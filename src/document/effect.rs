//! Effect column commands

use num_derive::FromPrimitive;
use num_traits::FromPrimitive;

/// Effect command stored in a pattern effect column
///
/// The discriminant is the value kept in [`EffectEntry::code`]; code 0 is an
/// empty column.
#[derive(Debug, Clone, Copy, PartialEq, Eq, Hash, FromPrimitive)]
#[repr(u8)]
pub enum EffectKind {
    /// `Fxx` speed (below the split point) or tempo
    Speed = 1,
    /// `Bxx` jump to frame
    Jump,
    /// `Dxx` skip to row of next frame
    Skip,
    /// `Cxx` halt playback
    Halt,
    /// `3xx` automatic portamento
    Portamento,
    /// `Hxy` hardware sweep up
    SweepUp,
    /// `Ixy` hardware sweep down
    SweepDown,
    /// `0xy` arpeggio
    Arpeggio,
    /// `4xy` vibrato
    Vibrato,
    /// `7xy` tremolo
    Tremolo,
    /// `Pxx` fine pitch
    Pitch,
    /// `Gxx` note delay
    Delay,
    /// `Zxx` DPCM delta counter
    Dac,
    /// `1xx` portamento up
    PortaUp,
    /// `2xx` portamento down
    PortaDown,
    /// `Vxx` duty/timbre
    Duty,
    /// `Yxx` DPCM sample offset
    SampleOffset,
    /// `Qxy` note slide up
    SlideUp,
    /// `Rxy` note slide down
    SlideDown,
    /// `Axy` volume slide
    VolumeSlide,
    /// `Sxx` note cut
    NoteCut,
    /// `Xxx` DPCM retrigger
    Retrigger,
    /// `Wxx` DPCM pitch
    DpcmPitch,
    /// `Lxx` note release
    NoteRelease,
    /// `Txy` delayed transpose
    Transpose,
}

const LETTERS: [(EffectKind, char); 25] = [
    (EffectKind::Speed, 'F'),
    (EffectKind::Jump, 'B'),
    (EffectKind::Skip, 'D'),
    (EffectKind::Halt, 'C'),
    (EffectKind::Portamento, '3'),
    (EffectKind::SweepUp, 'H'),
    (EffectKind::SweepDown, 'I'),
    (EffectKind::Arpeggio, '0'),
    (EffectKind::Vibrato, '4'),
    (EffectKind::Tremolo, '7'),
    (EffectKind::Pitch, 'P'),
    (EffectKind::Delay, 'G'),
    (EffectKind::Dac, 'Z'),
    (EffectKind::PortaUp, '1'),
    (EffectKind::PortaDown, '2'),
    (EffectKind::Duty, 'V'),
    (EffectKind::SampleOffset, 'Y'),
    (EffectKind::SlideUp, 'Q'),
    (EffectKind::SlideDown, 'R'),
    (EffectKind::VolumeSlide, 'A'),
    (EffectKind::NoteCut, 'S'),
    (EffectKind::Retrigger, 'X'),
    (EffectKind::DpcmPitch, 'W'),
    (EffectKind::NoteRelease, 'L'),
    (EffectKind::Transpose, 'T'),
];

impl EffectKind {
    /// Column letter as shown in a pattern editor
    pub fn letter(self) -> char {
        LETTERS
            .iter()
            .find(|(kind, _)| *kind == self)
            .map(|(_, c)| *c)
            .unwrap_or('?')
    }

    /// Parse a column letter
    pub fn from_letter(letter: char) -> Option<Self> {
        let upper = letter.to_ascii_uppercase();
        LETTERS
            .iter()
            .find(|(_, c)| *c == upper)
            .map(|(kind, _)| *kind)
    }

    /// Effects evaluated by the sequencer rather than a channel
    pub fn is_global(self) -> bool {
        matches!(
            self,
            EffectKind::Speed | EffectKind::Jump | EffectKind::Skip | EffectKind::Halt
        )
    }
}

/// One effect column: command code and parameter
#[derive(Debug, Clone, Copy, PartialEq, Eq, Hash, Default)]
pub struct EffectEntry {
    /// Raw command code (0 = none)
    pub code: u8,
    /// Parameter byte
    pub param: u8,
}

impl EffectEntry {
    /// Build an entry from a decoded command
    pub fn new(kind: EffectKind, param: u8) -> Self {
        EffectEntry {
            code: kind as u8,
            param,
        }
    }

    /// Decoded command; unknown codes read as empty
    pub fn kind(&self) -> Option<EffectKind> {
        EffectKind::from_u8(self.code)
    }

    /// True when the column holds no effect
    pub fn is_empty(&self) -> bool {
        self.kind().is_none()
    }
}

#[cfg(test)]
mod tests {
    use super::*;

    #[test]
    fn test_code_round_trips_through_from_primitive() {
        for (kind, _) in LETTERS {
            let entry = EffectEntry::new(kind, 0x12);
            assert_eq!(entry.kind(), Some(kind));
        }
    }

    #[test]
    fn test_unknown_code_is_empty() {
        let entry = EffectEntry { code: 0xEE, param: 1 };
        assert!(entry.is_empty());
        assert!(EffectEntry::default().is_empty());
    }

    #[test]
    fn test_letters() {
        assert_eq!(EffectKind::from_letter('f'), Some(EffectKind::Speed));
        assert_eq!(EffectKind::Vibrato.letter(), '4');
        assert_eq!(EffectKind::from_letter('K'), None);
        assert!(EffectKind::Jump.is_global());
        assert!(!EffectKind::Vibrato.is_global());
    }
}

▸ Task statement
Using the records above, copy every line that has the word "Option" in it.

▸ Solution for this problem
    pub fn from_letter(letter: char) -> Option<Self> {
    pub fn kind(&self) -> Option<EffectKind> {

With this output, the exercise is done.